Exactly as written, copy the lines of the data below from the first through the one containing "let dir = TempDir::new().unwrap();".

The data:
^^^^^^^^^^^^^^^^
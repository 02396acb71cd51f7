// kiln-core/tests/guise.rs
//
// End-to-end runs of the interpreter against a local formula directory. A
// shell script stands in for the Go toolchain: `go build -o=<out>` writes a
// `guise` that prints its help text and exits 1, like the real binary does.

use std::fs::{self, File};
use std::path::{Path, PathBuf};

use flate2::write::GzEncoder;
use flate2::Compression;
use kiln_common::pipeline::{FormulaState, PipelineEvent};
use kiln_common::Config;
use kiln_core::{event_channel, uninstall, Session, UninstallOptions};
use sha2::{Digest, Sha256};
use tempfile::TempDir;
use tokio::sync::broadcast;
use tokio_util::sync::CancellationToken;

const FAKE_GO: &str = r#"#!/bin/sh
[ "$1" = "build" ] || { echo "go: unknown command $1" >&2; exit 2; }
out=""
ldflags=""
for arg in "$@"; do
  case "$arg" in
    -o=*) out="${arg#-o=}" ;;
    -ldflags=*) ldflags="${arg#-ldflags=}" ;;
  esac
done
[ -n "$out" ] || { echo "go: no output path" >&2; exit 2; }
[ "$ldflags" = "-s -w" ] || { echo "go: unexpected ldflags '$ldflags'" >&2; exit 3; }
mkdir -p "$(dirname "$out")"
cat > "$out" <<'EOF'
#!/bin/sh
echo "Guise - switch between git identities"
echo "Usage: guise <command>"
exit 1
EOF
chmod +x "$out"
"#;

struct Fixture {
    _dir: TempDir,
    root: PathBuf,
    formulae: PathBuf,
    sources: PathBuf,
}

impl Fixture {
    fn new() -> Self {
        let dir = TempDir::new().unwrap();
        let root = dir.path().join("root");
        let formulae = dir.path().join("formulae");
        let sources = dir.path().join("sources");
        fs::create_dir_all(&formulae).unwrap();
        fs::create_dir_all(&sources).unwrap();
        Self {
            root,
            formulae,
            sources,
            _dir: dir,
        }
    }

    fn config(&self) -> Config {
        let mut config = Config::with_root(&self.root);
        config.formula_dirs = vec![self.formulae.clone()];
        config.fetch_retries = 0;
        config
    }

    fn session(&self) -> Session {
        self.session_with_events().0
    }

    fn session_with_events(&self) -> (Session, broadcast::Receiver<PipelineEvent>) {
        let (tx, rx) = event_channel();
        let session = Session::for_config(self.config(), tx, CancellationToken::new()).unwrap();
        (session, rx)
    }

    /// Writes a gzipped tarball with every file under `top/` and returns its
    /// URL and digest.
    fn tarball(&self, name: &str, top: &str, files: &[(&str, &str, u32)]) -> (String, String) {
        let path = self.sources.join(name);
        let file = File::create(&path).unwrap();
        let mut builder = tar::Builder::new(GzEncoder::new(file, Compression::default()));
        for (rel, body, mode) in files {
            let mut header = tar::Header::new_gnu();
            header.set_size(body.len() as u64);
            header.set_mode(*mode);
            header.set_cksum();
            builder
                .append_data(&mut header, format!("{top}/{rel}"), body.as_bytes())
                .unwrap();
        }
        builder.into_inner().unwrap().finish().unwrap();
        let sha = hex::encode(Sha256::digest(fs::read(&path).unwrap()));
        (format!("file://{}", path.display()), sha)
    }

    fn write_formula(&self, name: &str, text: &str) {
        fs::write(self.formulae.join(format!("{name}.toml")), text).unwrap();
    }

    fn add_go(&self, install_script: &str) {
        let (url, sha) = self.tarball("go1.22.0.src.tar.gz", "go", &[("bin/go", FAKE_GO, 0o755)]);
        self.write_formula(
            "go",
            &format!(
                r#"
name = "go"
version = "1.22.0"
desc = "Open source programming language"
homepage = "https://go.dev/"
url = "{url}"
sha256 = "{sha}"
license = "BSD-3-Clause"
test = []

[[install]]
type = "shell"
script = "{install_script}"
"#
            ),
        );
    }

    fn add_guise(&self, sha_override: Option<&str>) {
        self.add_guise_expecting(sha_override, "Guise");
    }

    /// Like `add_guise`, with `expected` as the text the self-test looks for
    /// in the help output.
    fn add_guise_expecting(&self, sha_override: Option<&str>, expected: &str) {
        let (url, sha) = self.tarball(
            "guise-0.1.0.tar.gz",
            "guise-0.1.0",
            &[("main.go", "package main\n", 0o644), ("go.mod", "module guise\n", 0o644)],
        );
        let sha = sha_override.unwrap_or(&sha).to_string();
        self.write_formula(
            "guise",
            &format!(
                r#"
name = "guise"
desc = "Switch between multiple git identities"
homepage = "https://github.com/jagtesh/guise"
url = "{url}"
sha256 = "{sha}"
license = "BSD-3-Clause"

[[dependencies]]
name = "go"
kind = "build"

[flags]
ldflags = "-s -w"

[[install]]
type = "run"
program = "go"
args = ["build", "{{std_go_args}}"]

[[test]]
type = "assert_output"
program = "guise"
args = ["--help"]
status = 1
contains = "{expected}"
"#
            ),
        );
    }
}

const GO_INSTALL: &str = "mkdir -p {bin} && cp bin/go {bin}/go";

fn labels(states: &[FormulaState]) -> Vec<&'static str> {
    states.iter().map(FormulaState::label).collect()
}

fn entries(dir: &Path) -> usize {
    fs::read_dir(dir).map(|rd| rd.count()).unwrap_or(0)
}

#[tokio::test]
async fn installs_and_verifies_guise() {
    let fx = Fixture::new();
    fx.add_go(GO_INSTALL);
    fx.add_guise(None);
    let session = fx.session();
    let config = fx.config();

    let plan = session.plan(&["guise".to_string()]);
    assert_eq!(plan.order(), vec!["go", "guise"]);

    let report = session.install(&["guise".to_string()]).await;
    let guise = report.record("guise").unwrap();
    assert_eq!(
        labels(&guise.trace),
        vec!["Pending", "Resolved", "Fetched", "Built", "Installed", "Verified"],
        "{:?}",
        guise.error
    );
    assert_eq!(report.exit_code(), 0);

    let link = config.bin_dir().join("guise");
    assert_eq!(
        fs::read_link(&link).unwrap(),
        config.formula_keg_path("guise", "0.1.0").join("bin/guise")
    );
    assert!(config.formula_keg_path("go", "1.22.0").join("bin/go").is_file());
    assert_eq!(entries(&config.tmp_dir()), 0);
}

#[tokio::test]
async fn second_install_is_a_no_op() {
    let fx = Fixture::new();
    fx.add_go(GO_INSTALL);
    fx.add_guise(None);
    let config = fx.config();

    let first = fx.session().install(&["guise".to_string()]).await;
    assert_eq!(first.exit_code(), 0);
    let receipt_path = config.receipt_path("guise", "0.1.0");
    let before = fs::read(&receipt_path).unwrap();

    let second = fx.session().install(&["guise".to_string()]).await;
    assert_eq!(second.exit_code(), 0);
    assert_eq!(
        labels(&second.record("guise").unwrap().trace),
        vec!["Pending", "Resolved", "Installed"]
    );
    assert!(second.record("go").is_none());
    assert_eq!(fs::read(&receipt_path).unwrap(), before);

    // go is installed and requested, so it is planned and left alone.
    let both = fx.session().install(&["go".to_string(), "guise".to_string()]).await;
    for name in ["go", "guise"] {
        assert_eq!(
            labels(&both.record(name).unwrap().trace),
            vec!["Pending", "Resolved", "Installed"]
        );
    }
}

#[tokio::test]
async fn reinstall_does_not_rebuild_a_removed_build_tool() {
    let fx = Fixture::new();
    fx.add_go(GO_INSTALL);
    fx.add_guise(None);
    let config = fx.config();
    assert_eq!(fx.session().install(&["guise".to_string()]).await.exit_code(), 0);

    let removed = uninstall(&config, "go", UninstallOptions::default(), &CancellationToken::new())
        .await
        .unwrap();
    assert_eq!(removed.removed_versions, vec!["1.22.0"]);
    assert!(!config.formula_keg_path("go", "1.22.0").exists());

    let session = fx.session();
    assert_eq!(session.plan(&["guise".to_string()]).order(), vec!["guise"]);
    let again = session.install(&["guise".to_string()]).await;
    assert_eq!(again.exit_code(), 0);
    assert_eq!(
        labels(&again.record("guise").unwrap().trace),
        vec!["Pending", "Resolved", "Installed"]
    );
    assert!(again.record("go").is_none());
    assert!(!config.formula_keg_path("go", "1.22.0").exists());
}

#[tokio::test]
async fn digest_mismatch_stops_before_building() {
    let fx = Fixture::new();
    fx.add_go(GO_INSTALL);
    fx.add_guise(Some(&"0".repeat(64)));
    let config = fx.config();

    let report = fx.session().install(&["guise".to_string()]).await;
    let guise = report.record("guise").unwrap();
    assert_eq!(labels(&guise.trace), vec!["Pending", "Resolved", "Failed"]);
    assert!(matches!(
        guise.state(),
        FormulaState::Failed { stage: kiln_common::Stage::Fetch, .. }
    ));
    assert!(matches!(guise.error, Some(kiln_common::KilnError::Integrity { .. })));
    assert_eq!(report.exit_code(), 4);
    assert_eq!(entries(&config.tmp_dir()), 0);
    assert!(!config.formula_cellar_dir("guise").exists());
}

#[tokio::test]
async fn corrupt_archive_fails_the_build() {
    let fx = Fixture::new();
    fx.add_go(GO_INSTALL);
    let junk = fx.sources.join("junk-1.0.tar.gz");
    fs::write(&junk, b"this is not a gzip stream at all").unwrap();
    let sha = hex::encode(Sha256::digest(fs::read(&junk).unwrap()));
    fx.write_formula(
        "junk",
        &format!(
            r#"
name = "junk"
version = "1.0"
desc = "Archive that does not unpack"
homepage = "https://example.com/"
url = "file://{}"
sha256 = "{sha}"
license = "MIT"
test = []

[[install]]
type = "shell"
script = "true"
"#,
            junk.display()
        ),
    );
    let config = fx.config();

    let report = fx.session().install(&["junk".to_string()]).await;
    let record = report.record("junk").unwrap();
    assert_eq!(labels(&record.trace), vec!["Pending", "Resolved", "Fetched", "Failed"]);
    assert!(matches!(
        record.state(),
        FormulaState::Failed { stage: kiln_common::Stage::Build, .. }
    ));
    assert_eq!(report.exit_code(), 5);
    assert_eq!(entries(&config.tmp_dir()), 0);
    assert!(!config.formula_cellar_dir("junk").exists());
}

#[tokio::test]
async fn failed_self_test_keeps_the_install() {
    let fx = Fixture::new();
    fx.add_go(GO_INSTALL);
    fx.add_guise_expecting(None, "Nope");
    let config = fx.config();

    let (session, mut rx) = fx.session_with_events();
    let report = session.install(&["guise".to_string()]).await;
    let guise = report.record("guise").unwrap();
    assert_eq!(
        labels(&guise.trace),
        vec!["Pending", "Resolved", "Fetched", "Built", "Installed", "Failed"]
    );
    assert!(guise.unverified());
    assert_eq!(report.exit_code(), 0);
    assert_eq!(report.warnings().count(), 1);
    assert_eq!(
        fs::read_link(config.bin_dir().join("guise")).unwrap(),
        config.formula_keg_path("guise", "0.1.0").join("bin/guise")
    );

    let mut warned = Vec::new();
    loop {
        match rx.try_recv() {
            Ok(PipelineEvent::VerificationWarning { formula, failures }) => {
                warned.push((formula, failures))
            }
            Ok(_) | Err(broadcast::error::TryRecvError::Lagged(_)) => {}
            Err(_) => break,
        }
    }
    assert_eq!(warned.len(), 1);
    assert_eq!(warned[0].0, "guise");
    assert!(warned[0].1.iter().any(|f| f.contains("Nope")), "{:?}", warned[0].1);
}

#[tokio::test]
async fn failed_dependency_skips_dependents() {
    let fx = Fixture::new();
    fx.add_go("echo 'cannot build go' >&2; exit 1");
    fx.add_guise(None);

    let report = fx.session().install(&["guise".to_string()]).await;
    let go = report.record("go").unwrap();
    match &go.error {
        Some(kiln_common::KilnError::Build { output, .. }) => {
            assert!(output.contains("cannot build go"))
        }
        other => panic!("unexpected {other:?}"),
    }
    assert_eq!(
        report.record("guise").unwrap().state(),
        &FormulaState::Skipped {
            blocked_by: "go".to_string()
        }
    );
    assert_eq!(report.exit_code(), 5);
}

#[tokio::test]
async fn unknown_formula_is_a_resolution_failure() {
    let fx = Fixture::new();
    fx.add_guise(None);
    let report = fx.session().install(&["guise".to_string()]).await;
    assert!(matches!(
        report.record("guise").unwrap().error,
        Some(kiln_common::KilnError::UnknownDependency { ref missing, .. }) if missing == "go"
    ));
    assert_eq!(report.exit_code(), 3);
}

#[tokio::test]
async fn test_then_uninstall() {
    let fx = Fixture::new();
    fx.add_go(GO_INSTALL);
    fx.add_guise(None);
    let config = fx.config();
    assert_eq!(fx.session().install(&["guise".to_string()]).await.exit_code(), 0);

    let tested = fx.session().test(&["guise".to_string()]).await;
    assert_eq!(
        labels(&tested.record("guise").unwrap().trace),
        vec!["Pending", "Installed", "Verified"]
    );
    assert_eq!(tested.exit_code(), 0);

    // Replace the binary with one that lost its help text.
    let keg_bin = config.formula_keg_path("guise", "0.1.0").join("bin/guise");
    fs::write(&keg_bin, "#!/bin/sh\nexit 1\n").unwrap();
    let broken = fx.session().test(&["guise".to_string()]).await;
    assert_eq!(broken.exit_code(), 7);

    let report = uninstall(&config, "guise", UninstallOptions::default(), &CancellationToken::new())
        .await
        .unwrap();
    assert_eq!(report.removed_versions, vec!["0.1.0"]);
    assert!(config.bin_dir().join("guise").symlink_metadata().is_err());
    let missing = fx.session().test(&["guise".to_string()]).await;
    assert!(matches!(
        missing.record("guise").unwrap().error,
        Some(kiln_common::KilnError::NotInstalled(_))
    ));
    assert_eq!(missing.exit_code(), 7);
}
^^^^^^^^^^^^^^^^
Task response:
repository 02396acb71cd51f7
// kiln-core/tests/guise.rs
//
// End-to-end runs of the interpreter against a local formula directory. A
// shell script stands in for the Go toolchain: `go build -o=<out>` writes a
// `guise` that prints its help text and exits 1, like the real binary does.

use std::fs::{self, File};
use std::path::{Path, PathBuf};

use flate2::write::GzEncoder;
use flate2::Compression;
use kiln_common::pipeline::{FormulaState, PipelineEvent};
use kiln_common::Config;
use kiln_core::{event_channel, uninstall, Session, UninstallOptions};
use sha2::{Digest, Sha256};
use tempfile::TempDir;
use tokio::sync::broadcast;
use tokio_util::sync::CancellationToken;

const FAKE_GO: &str = r#"#!/bin/sh
[ "$1" = "build" ] || { echo "go: unknown command $1" >&2; exit 2; }
out=""
ldflags=""
for arg in "$@"; do
  case "$arg" in
    -o=*) out="${arg#-o=}" ;;
    -ldflags=*) ldflags="${arg#-ldflags=}" ;;
  esac
done
[ -n "$out" ] || { echo "go: no output path" >&2; exit 2; }
[ "$ldflags" = "-s -w" ] || { echo "go: unexpected ldflags '$ldflags'" >&2; exit 3; }
mkdir -p "$(dirname "$out")"
cat > "$out" <<'EOF'
#!/bin/sh
echo "Guise - switch between git identities"
echo "Usage: guise <command>"
exit 1
EOF
chmod +x "$out"
"#;

struct Fixture {
    _dir: TempDir,
    root: PathBuf,
    formulae: PathBuf,
    sources: PathBuf,
}

impl Fixture {
    fn new() -> Self {
        let dir = TempDir::new().unwrap();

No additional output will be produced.